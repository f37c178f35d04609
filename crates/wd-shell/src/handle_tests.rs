// SPDX-License-Identifier: BUSL-1.1
// Copyright (c) 2026 Alfred Jean LLC

use super::*;

#[test]
fn parse_signal_accepts_bare_and_sig_prefixed_names() {
    assert!(parse_signal("TERM").is_ok());
    assert!(parse_signal("SIGTERM").is_ok());
    assert!(parse_signal("kill").is_ok());
    assert!(parse_signal("sigkill").is_ok());
}

#[test]
fn parse_signal_rejects_unknown_names() {
    assert!(parse_signal("NOT_A_SIGNAL").is_err());
}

**Your task**
Each line above is to be repeated exactly.

**Worked solution**
repository f37c178f35d04609
filename crates/wd-shell/src/handle_tests.rs
// SPDX-License-Identifier: BUSL-1.1
// Copyright (c) 2026 Alfred Jean LLC

use super::*;

#[test]
fn parse_signal_accepts_bare_and_sig_prefixed_names() {
    assert!(parse_signal("TERM").is_ok());
    assert!(parse_signal("SIGTERM").is_ok());
    assert!(parse_signal("kill").is_ok());
    assert!(parse_signal("sigkill").is_ok());
}

#[test]
fn parse_signal_rejects_unknown_names() {
    assert!(parse_signal("NOT_A_SIGNAL").is_err());
}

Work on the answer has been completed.